**Task statement:** Up through the line that contains "when its URL", retype the entries exactly, beginning at the very first line.

[Saved data entries]
┌──

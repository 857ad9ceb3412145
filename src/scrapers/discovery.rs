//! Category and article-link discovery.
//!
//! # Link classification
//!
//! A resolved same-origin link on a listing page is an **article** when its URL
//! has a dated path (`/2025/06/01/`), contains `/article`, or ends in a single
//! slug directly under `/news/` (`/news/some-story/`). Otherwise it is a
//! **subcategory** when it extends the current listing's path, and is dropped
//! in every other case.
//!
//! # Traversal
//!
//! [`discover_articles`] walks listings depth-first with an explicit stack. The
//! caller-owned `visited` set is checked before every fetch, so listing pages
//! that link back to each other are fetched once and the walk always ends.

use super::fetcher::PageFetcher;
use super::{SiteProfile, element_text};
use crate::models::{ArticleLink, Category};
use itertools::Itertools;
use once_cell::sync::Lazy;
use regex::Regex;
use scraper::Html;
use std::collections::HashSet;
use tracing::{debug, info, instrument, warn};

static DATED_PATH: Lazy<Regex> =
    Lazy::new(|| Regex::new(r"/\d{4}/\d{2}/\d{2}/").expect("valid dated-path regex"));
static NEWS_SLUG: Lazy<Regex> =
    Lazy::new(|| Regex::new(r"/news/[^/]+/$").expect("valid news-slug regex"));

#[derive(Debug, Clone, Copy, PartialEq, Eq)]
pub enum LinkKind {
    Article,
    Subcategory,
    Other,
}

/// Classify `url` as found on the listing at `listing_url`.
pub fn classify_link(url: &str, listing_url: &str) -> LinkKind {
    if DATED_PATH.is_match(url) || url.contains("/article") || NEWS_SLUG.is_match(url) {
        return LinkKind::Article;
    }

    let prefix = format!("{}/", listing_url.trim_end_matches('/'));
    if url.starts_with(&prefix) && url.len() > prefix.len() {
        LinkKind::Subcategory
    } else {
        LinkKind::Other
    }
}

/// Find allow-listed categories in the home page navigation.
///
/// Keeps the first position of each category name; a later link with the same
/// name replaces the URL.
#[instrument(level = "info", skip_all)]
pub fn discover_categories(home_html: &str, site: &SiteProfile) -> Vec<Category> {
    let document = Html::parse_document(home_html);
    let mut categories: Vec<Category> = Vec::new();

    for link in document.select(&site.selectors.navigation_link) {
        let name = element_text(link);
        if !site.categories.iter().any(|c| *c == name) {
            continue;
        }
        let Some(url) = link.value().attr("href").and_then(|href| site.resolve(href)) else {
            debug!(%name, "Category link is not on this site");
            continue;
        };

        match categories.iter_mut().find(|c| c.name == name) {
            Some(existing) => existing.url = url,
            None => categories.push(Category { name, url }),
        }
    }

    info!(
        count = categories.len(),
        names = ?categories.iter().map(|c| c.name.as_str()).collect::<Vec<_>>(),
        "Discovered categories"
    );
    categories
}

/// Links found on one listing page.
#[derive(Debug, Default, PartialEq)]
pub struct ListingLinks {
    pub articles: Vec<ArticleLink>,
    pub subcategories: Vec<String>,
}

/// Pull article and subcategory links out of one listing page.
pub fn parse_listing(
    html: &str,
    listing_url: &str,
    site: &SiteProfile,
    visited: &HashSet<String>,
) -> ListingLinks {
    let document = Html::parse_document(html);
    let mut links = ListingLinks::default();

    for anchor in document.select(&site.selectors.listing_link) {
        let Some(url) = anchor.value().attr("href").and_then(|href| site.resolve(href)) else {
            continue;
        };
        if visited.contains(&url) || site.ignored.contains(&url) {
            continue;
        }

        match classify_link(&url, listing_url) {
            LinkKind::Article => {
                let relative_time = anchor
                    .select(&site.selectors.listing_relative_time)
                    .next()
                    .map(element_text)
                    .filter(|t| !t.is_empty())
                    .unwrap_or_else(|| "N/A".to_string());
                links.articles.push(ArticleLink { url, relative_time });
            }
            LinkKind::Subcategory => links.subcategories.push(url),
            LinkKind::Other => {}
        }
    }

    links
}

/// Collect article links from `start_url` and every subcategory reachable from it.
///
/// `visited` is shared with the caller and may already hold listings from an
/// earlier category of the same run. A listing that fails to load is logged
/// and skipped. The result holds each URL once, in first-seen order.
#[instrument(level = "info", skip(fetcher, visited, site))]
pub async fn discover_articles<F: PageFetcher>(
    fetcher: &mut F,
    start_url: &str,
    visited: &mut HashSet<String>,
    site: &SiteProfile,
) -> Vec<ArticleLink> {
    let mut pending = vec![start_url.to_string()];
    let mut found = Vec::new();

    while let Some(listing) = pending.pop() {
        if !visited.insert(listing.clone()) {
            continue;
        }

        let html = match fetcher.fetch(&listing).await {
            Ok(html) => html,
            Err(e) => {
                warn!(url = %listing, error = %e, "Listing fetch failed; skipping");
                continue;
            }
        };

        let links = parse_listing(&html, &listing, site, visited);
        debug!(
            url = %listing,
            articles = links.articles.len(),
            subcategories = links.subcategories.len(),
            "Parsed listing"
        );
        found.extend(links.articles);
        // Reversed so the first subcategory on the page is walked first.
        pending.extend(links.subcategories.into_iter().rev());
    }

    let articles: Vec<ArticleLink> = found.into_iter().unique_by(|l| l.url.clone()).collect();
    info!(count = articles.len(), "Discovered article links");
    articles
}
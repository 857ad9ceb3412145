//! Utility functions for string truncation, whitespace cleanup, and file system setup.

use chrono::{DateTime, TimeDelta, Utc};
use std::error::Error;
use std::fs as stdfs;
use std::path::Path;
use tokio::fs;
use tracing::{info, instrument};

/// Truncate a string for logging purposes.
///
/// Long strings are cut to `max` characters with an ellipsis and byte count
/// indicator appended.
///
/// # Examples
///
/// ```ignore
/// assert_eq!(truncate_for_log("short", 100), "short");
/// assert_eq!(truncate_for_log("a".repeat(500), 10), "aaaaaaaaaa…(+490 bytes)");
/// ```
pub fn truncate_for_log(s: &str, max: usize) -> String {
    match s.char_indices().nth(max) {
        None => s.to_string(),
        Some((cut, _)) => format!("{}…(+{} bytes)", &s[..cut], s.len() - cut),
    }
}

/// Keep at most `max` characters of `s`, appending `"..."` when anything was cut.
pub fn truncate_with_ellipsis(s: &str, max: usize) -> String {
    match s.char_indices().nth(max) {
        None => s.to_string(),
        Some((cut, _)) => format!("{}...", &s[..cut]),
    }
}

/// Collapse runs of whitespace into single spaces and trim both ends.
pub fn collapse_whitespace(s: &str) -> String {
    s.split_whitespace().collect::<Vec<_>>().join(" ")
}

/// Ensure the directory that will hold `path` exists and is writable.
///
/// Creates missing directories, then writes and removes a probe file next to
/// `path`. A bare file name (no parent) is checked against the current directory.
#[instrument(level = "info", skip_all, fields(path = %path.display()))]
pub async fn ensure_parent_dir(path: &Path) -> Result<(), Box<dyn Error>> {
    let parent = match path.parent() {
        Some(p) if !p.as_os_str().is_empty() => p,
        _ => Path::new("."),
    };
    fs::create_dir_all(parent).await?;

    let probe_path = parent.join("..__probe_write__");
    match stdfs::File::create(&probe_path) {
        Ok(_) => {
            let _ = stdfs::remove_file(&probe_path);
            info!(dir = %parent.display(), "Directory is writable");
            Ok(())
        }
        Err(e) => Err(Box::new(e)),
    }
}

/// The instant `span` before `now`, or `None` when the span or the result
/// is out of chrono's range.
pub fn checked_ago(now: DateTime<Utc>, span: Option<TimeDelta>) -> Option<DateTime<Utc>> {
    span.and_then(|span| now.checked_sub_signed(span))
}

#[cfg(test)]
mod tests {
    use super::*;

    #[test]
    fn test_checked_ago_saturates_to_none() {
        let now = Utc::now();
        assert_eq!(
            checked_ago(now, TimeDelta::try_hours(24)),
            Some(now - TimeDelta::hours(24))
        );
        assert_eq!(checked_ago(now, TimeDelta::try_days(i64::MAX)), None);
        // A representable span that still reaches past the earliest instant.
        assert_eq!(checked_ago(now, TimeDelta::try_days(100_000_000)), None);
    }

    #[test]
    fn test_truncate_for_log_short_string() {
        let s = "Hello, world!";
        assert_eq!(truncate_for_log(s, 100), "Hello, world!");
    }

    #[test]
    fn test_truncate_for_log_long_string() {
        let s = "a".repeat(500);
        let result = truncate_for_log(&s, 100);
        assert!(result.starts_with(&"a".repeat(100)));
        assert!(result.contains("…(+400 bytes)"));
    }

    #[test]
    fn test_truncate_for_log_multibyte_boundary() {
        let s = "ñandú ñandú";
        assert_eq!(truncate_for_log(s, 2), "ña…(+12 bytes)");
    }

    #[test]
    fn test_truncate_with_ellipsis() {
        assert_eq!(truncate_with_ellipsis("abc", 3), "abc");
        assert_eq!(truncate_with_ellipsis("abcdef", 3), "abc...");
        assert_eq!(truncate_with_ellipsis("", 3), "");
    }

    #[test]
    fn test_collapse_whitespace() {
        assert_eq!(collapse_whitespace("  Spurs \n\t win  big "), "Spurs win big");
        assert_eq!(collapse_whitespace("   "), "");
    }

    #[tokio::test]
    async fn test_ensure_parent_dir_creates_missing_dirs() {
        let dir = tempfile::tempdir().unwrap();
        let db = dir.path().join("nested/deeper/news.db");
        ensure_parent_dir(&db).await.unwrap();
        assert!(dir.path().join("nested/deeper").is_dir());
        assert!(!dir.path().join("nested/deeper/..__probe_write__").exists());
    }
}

└──

**Task solution:**
repository 857ad9ceb3412145
filename src/scrapers/discovery.rs
//! Category and article-link discovery.
//!
//! # Link classification
//!
//! A resolved same-origin link on a listing page is an **article** when its URL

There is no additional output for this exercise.